Yardeni also hasn’t been swayed by contagion fears sparked by Turkey’s economic crisis and global trade disputes.
"This all creates a lot of commotion on a global basis. It kind of makes the U.S. look like an island of serenity, all things considered. I think this really favors investing in the U.S. as opposed to investing on a global basis," he said.
"The earnings picture really has been phenomenally strong. I've been bullish on earnings, and it's coming in even stronger than I expected," he noted.
"What the stock market cares about most is the business cycle," Yardeni said. "As long as investors perceive that the U.S. economy can continue to grow without a risk of recession, you get a bull market.

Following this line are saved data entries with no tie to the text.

//! Promo shortcut row
//!
//! Static content: four equal columns of icon + caption. Column order
//! reverses under RTL.

use crate::i18n::{self, LayoutDirection, Locale, MessageKey};
use ratatui::{
    layout::{Alignment, Constraint, Direction, Layout, Rect},
    style::{Color, Style},
    widgets::{Paragraph, Wrap},
    Frame,
};

/// The four promotional shortcuts, in leading-to-trailing order
const SHORTCUTS: [(&str, MessageKey); 4] = [
    ("🛍", MessageKey::Products),
    ("💱", MessageKey::ExchangeRate),
    ("🛡", MessageKey::SecurityTips),
    ("🏧", MessageKey::NearestBranch),
];

pub fn draw(frame: &mut Frame, area: Rect, direction: LayoutDirection, locale: Locale) {
    let columns = Layout::default()
        .direction(Direction::Horizontal)
        .constraints([Constraint::Percentage(25); 4])
        .split(area);

    let mut items = SHORTCUTS;
    if direction.is_rtl() {
        items.reverse();
    }

    for (column, (icon, key)) in columns.iter().zip(items) {
        draw_shortcut(frame, *column, icon, i18n::text(locale, key));
    }
}

fn draw_shortcut(frame: &mut Frame, area: Rect, icon: &str, caption: &str) {
    let rows = Layout::default()
        .direction(Direction::Vertical)
        .constraints([
            Constraint::Length(1), // gap
            Constraint::Length(1), // icon
            Constraint::Length(1), // gap
            Constraint::Min(0),    // caption (wrapped)
        ])
        .split(area);

    frame.render_widget(
        Paragraph::new(icon).alignment(Alignment::Center),
        rows[1],
    );
    frame.render_widget(
        Paragraph::new(caption)
            .alignment(Alignment::Center)
            .style(Style::default().fg(Color::DarkGray))
            .wrap(Wrap { trim: true }),
        rows[3],
    );
}

#[cfg(test)]
mod tests {
    use super::*;

    #[test]
    fn test_four_shortcuts_with_distinct_labels() {
        let mut keys: Vec<_> = SHORTCUTS.iter().map(|(_, key)| *key).collect();
        keys.dedup();
        assert_eq!(keys.len(), 4);
    }

    #[test]
    fn test_every_shortcut_resolves_in_both_locales() {
        for (_, key) in SHORTCUTS {
            assert!(!i18n::text(Locale::En, key).is_empty());
            assert!(!i18n::text(Locale::Ar, key).is_empty());
        }
    }
}
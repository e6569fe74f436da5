//! Default login handler that does nothing observable

use super::{LoginError, LoginHandler};
use async_trait::async_trait;

/// Placeholder handler used until a host wires a real one.
///
/// Logs the attempt (never the password) and reports success.
#[derive(Debug, Default)]
pub struct NoopLoginHandler;

#[async_trait]
impl LoginHandler for NoopLoginHandler {
    async fn login(&mut self, username: &str, _password: &str) -> Result<(), LoginError> {
        tracing::debug!(user = %username, "login submitted with no handler configured");
        Ok(())
    }
}

#[cfg(test)]
mod tests {
    use super::*;

    #[test]
    fn test_noop_handler_always_succeeds() {
        let mut handler = NoopLoginHandler;
        let result = tokio_test::block_on(handler.login("alice", "secret"));
        assert!(result.is_ok());
    }
}
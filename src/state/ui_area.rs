//! UI area positioning for mouse event handling
//!
//! The login screen has a fixed vertical layout, so each interactive region
//! can be located by a constant row range. Columns are handled separately in
//! the app layer because the content column is horizontally centered and the
//! header/password hit zones mirror under RTL.
//!
//! # Layout
//!
//! ```text
//! Row 0:      top margin
//! Row 1:      Header (wordmark + language toggle)
//! Row 2:      gap
//! Rows 3-5:   Username field (bordered)
//! Row 6:      gap
//! Rows 7-9:   Password field (bordered, with show/hide zone)
//! Row 10:     Forgot-credentials link
//! Row 11:     gap
//! Rows 12-14: Login button
//! Row 15:     Help / contact line
//! Row 16:     gap
//! Row 17:     Divider
//! Rows 18-23: Promo shortcut row
//! Bottom:     Status bar (1 row)
//! ```

/// Height of a bordered field or button (top border + content + bottom border)
pub const FIELD_HEIGHT: u16 = 3;

/// Height of the promo shortcut row (icon line + wrapped caption)
pub const SHORTCUTS_HEIGHT: u16 = 6;

/// Interactive region of the login screen
#[derive(Debug, Clone, Copy, PartialEq, Eq)]
pub enum UiArea {
    /// Header row with the wordmark and the language toggle
    Header,
    UsernameField,
    PasswordField,
    ForgotLink,
    LoginButton,
    HelpLine,
    Shortcuts,
}

impl UiArea {
    /// Starting row of this region (absolute screen position)
    #[inline]
    pub const fn start_y(self) -> u16 {
        match self {
            UiArea::Header => 1,
            UiArea::UsernameField => 3,
            UiArea::PasswordField => 7,
            UiArea::ForgotLink => 10,
            UiArea::LoginButton => 12,
            UiArea::HelpLine => 15,
            UiArea::Shortcuts => 18,
        }
    }

    /// Number of rows this region spans
    #[inline]
    pub const fn height(self) -> u16 {
        match self {
            UiArea::Header => 1,
            UiArea::UsernameField => FIELD_HEIGHT,
            UiArea::PasswordField => FIELD_HEIGHT,
            UiArea::ForgotLink => 1,
            UiArea::LoginButton => FIELD_HEIGHT,
            UiArea::HelpLine => 1,
            UiArea::Shortcuts => SHORTCUTS_HEIGHT,
        }
    }

    /// Check whether a mouse row falls inside this region
    #[inline]
    pub const fn contains_row(self, mouse_row: u16) -> bool {
        mouse_row >= self.start_y() && mouse_row < self.start_y() + self.height()
    }
}
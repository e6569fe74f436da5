//! Layout components (content column, status bar)

use crate::app::App;
use crate::platform;
use ratatui::{
    layout::{Constraint, Direction, Layout, Rect},
    style::{Color, Style},
    text::{Line, Span},
    widgets::Paragraph,
    Frame,
};

/// Maximum width of the centered content column (phone-screen proportions)
pub const MAX_CONTENT_WIDTH: u16 = 52;

/// Width of the content column for a given terminal width
pub fn content_width(total_width: u16) -> u16 {
    total_width.min(MAX_CONTENT_WIDTH)
}

/// Horizontal offset of the content column for a given terminal width
pub fn content_x_offset(total_width: u16) -> u16 {
    total_width.saturating_sub(content_width(total_width)) / 2
}

/// Create the main layout: a centered content column above the status bar
pub fn create_layout(area: Rect) -> Rect {
    let chunks = Layout::default()
        .direction(Direction::Vertical)
        .constraints([
            Constraint::Min(0),    // Content
            Constraint::Length(1), // Status bar
        ])
        .split(area);

    Rect {
        x: content_x_offset(area.width),
        y: chunks[0].y,
        width: content_width(area.width),
        height: chunks[0].height,
    }
}

/// Draw the status bar
pub fn draw_status_bar(frame: &mut Frame, app: &App) {
    let area = frame.area();
    let status_area = Rect {
        x: 0,
        y: area.height.saturating_sub(1),
        width: area.width,
        height: 1,
    };

    let mut spans = vec![];

    // Current locale indicator
    spans.push(Span::styled(
        format!(" {} ", app.state.form.locale().code().to_uppercase()),
        Style::default().bg(Color::Red).fg(Color::White),
    ));

    // Key hints
    let hints = format!(
        " Tab:next  {}:show/hide  {}:language  Enter:login",
        platform::VISIBILITY_SHORTCUT,
        platform::LANGUAGE_SHORTCUT
    );
    spans.push(Span::styled(hints, Style::default().fg(Color::DarkGray)));

    // Most recent handler error
    if let Some(err) = app.state.last_error() {
        spans.push(Span::raw(" | "));
        spans.push(Span::styled(
            err.to_string(),
            Style::default().fg(Color::Red),
        ));
    }

    let status = Paragraph::new(Line::from(spans)).style(Style::default().bg(Color::DarkGray));
    frame.render_widget(status, status_area);

    // Quit hint on the right
    let quit_hint = " Esc:quit ";
    let quit_area = Rect {
        x: area.width.saturating_sub(quit_hint.len() as u16),
        y: area.height.saturating_sub(1),
        width: quit_hint.len() as u16,
        height: 1,
    };
    let quit_widget =
        Paragraph::new(quit_hint).style(Style::default().bg(Color::DarkGray).fg(Color::Gray));
    frame.render_widget(quit_widget, quit_area);
}
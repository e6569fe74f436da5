//! Configuration handling for the TUI

use anyhow::Result;
use directories::ProjectDirs;
use serde::{Deserialize, Serialize};
use std::fs;
use std::path::PathBuf;

/// User configuration for the TUI.
///
/// Only UI preferences live here; form state is never persisted.
#[derive(Debug, Clone, Serialize, Deserialize, Default)]
pub struct TuiConfig {
    /// Startup locale ("en" / "ar"); overrides the system default
    pub default_locale: Option<String>,
    /// Whether the promo shortcut row is shown
    pub show_shortcuts: Option<bool>,
}

impl TuiConfig {
    /// Get the config file path
    fn config_path() -> Option<PathBuf> {
        ProjectDirs::from("com", "kika", "bm-login-tui")
            .map(|dirs| dirs.config_dir().join("config.json"))
    }

    /// Load configuration from file
    pub fn load() -> Result<Self> {
        let path = Self::config_path();

        if let Some(path) = path {
            if path.exists() {
                let content = fs::read_to_string(&path)?;
                let config: TuiConfig = serde_json::from_str(&content)?;
                return Ok(config);
            }
        }

        Ok(Self::default())
    }

    /// Save configuration to file
    #[allow(dead_code)]
    pub fn save(&self) -> Result<()> {
        if let Some(path) = Self::config_path() {
            if let Some(parent) = path.parent() {
                fs::create_dir_all(parent)?;
            }
            let content = serde_json::to_string_pretty(self)?;
            fs::write(&path, content)?;
        }
        Ok(())
    }
}
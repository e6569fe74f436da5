//! Login form state and derived presentation flags

use super::field::FormField;
use crate::i18n::{LayoutDirection, Locale, MessageKey};

/// Presentation flags derived from the raw form state.
///
/// Always recomputed from the form via [`LoginForm::derived`]; never stored
/// independently.
#[derive(Debug, Clone, Copy, PartialEq, Eq)]
pub struct DerivedFlags {
    /// The login button is enabled only while both fields are non-empty
    pub login_enabled: bool,
    /// Rtl iff the current locale is Arabic
    pub layout_direction: LayoutDirection,
}

/// Transient state of the login screen.
///
/// Created empty when the screen opens and dropped when it closes; nothing
/// here is persisted. Every mutator touches exactly one attribute.
#[derive(Debug, Clone)]
pub struct LoginForm {
    pub username: FormField,
    pub password: FormField,
    /// Only affects how the password is rendered, never its stored value
    pub password_visible: bool,
    locale: Locale,
}

#[allow(dead_code)]
impl LoginForm {
    pub fn new(locale: Locale) -> Self {
        Self {
            username: FormField::text("username", MessageKey::Username),
            password: FormField::secret("password", MessageKey::Password),
            password_visible: false,
            locale,
        }
    }

    /// Replace the username. Empty strings are valid input.
    pub fn set_username(&mut self, value: impl Into<String>) {
        self.username.set_text(value);
    }

    /// Replace the password. Empty strings are valid input.
    pub fn set_password(&mut self, value: impl Into<String>) {
        self.password.set_text(value);
    }

    /// Flip whether the password renders masked or plain
    pub fn toggle_password_visibility(&mut self) {
        self.password_visible = !self.password_visible;
    }

    /// Switch between English and Arabic
    pub fn toggle_locale(&mut self) {
        self.locale = self.locale.toggle();
    }

    pub fn locale(&self) -> Locale {
        self.locale
    }

    /// Compute the presentation flags from the current state
    pub fn derived(&self) -> DerivedFlags {
        DerivedFlags {
            login_enabled: !self.username.is_empty() && !self.password.is_empty(),
            layout_direction: self.locale.layout_direction(),
        }
    }

    pub fn login_enabled(&self) -> bool {
        self.derived().login_enabled
    }

    pub fn layout_direction(&self) -> LayoutDirection {
        self.derived().layout_direction
    }

    /// Password as it should be rendered (masked unless visible)
    pub fn display_password(&self) -> String {
        self.password.display_value(self.password_visible)
    }
}

impl Default for LoginForm {
    fn default() -> Self {
        Self::new(Locale::default())
    }
}
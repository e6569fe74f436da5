//! Button component for TUI

use ratatui::{
    layout::{Alignment, Rect},
    style::{Color, Modifier, Style},
    widgets::{Block, Borders, Paragraph},
    Frame,
};

/// Render a full-width button with border.
///
/// Disabled buttons render dim regardless of selection; a pressed button
/// flashes inverted for the duration of the press animation.
pub fn render_button(
    frame: &mut Frame,
    area: Rect,
    content: &str,
    is_selected: bool,
    is_enabled: bool,
    is_pressed: bool,
) {
    let border_style = if is_pressed {
        Style::default().fg(Color::White)
    } else if is_selected {
        Style::default().fg(Color::Red)
    } else {
        Style::default().fg(Color::DarkGray)
    };

    let text_style = if !is_enabled {
        Style::default().fg(Color::Gray).bg(Color::DarkGray)
    } else if is_pressed {
        Style::default()
            .fg(Color::Red)
            .bg(Color::White)
            .add_modifier(Modifier::BOLD)
    } else {
        Style::default()
            .fg(Color::White)
            .bg(Color::Red)
            .add_modifier(Modifier::BOLD)
    };

    let paragraph = Paragraph::new(format!(" {content} "))
        .alignment(Alignment::Center)
        .style(text_style);
    let block = Block::default()
        .borders(Borders::ALL)
        .border_style(border_style);

    frame.render_widget(paragraph.block(block), area);
}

However, not everyone is as optimistic about the currency economic landscape.
Billionaire Charles Koch recently said he worries President Donald Trump’s actions on trade and tariffs put the booming U.S. economy at risk of recession, Bloomberg reported.
“It depends on the degree” of the trade conflict that the U.S. pursues with countries such as China and Canada, Koch said in Colorado during a rare on-the-record meeting with reporters. “If it’s severe enough it could” end in recession.
“Any protectionism at any level, and certainly at the national level, is very detrimental,” Koch said. “Every nation that’s prospered is one that didn’t engage in trade wars.”
It would be “disastrous,” Koch said, if the U.S. were to “completely close” itself off from trading with other nations. The Trump administration hasn’t proposed that step. But Trump said this month, for example, that he was ready to put tariffs on all goods imported from China. “I’m ready to go to 500,” Trump said on CNBC on July 19, referring to $500 billion.
(Newsmax wire services contributed to this report).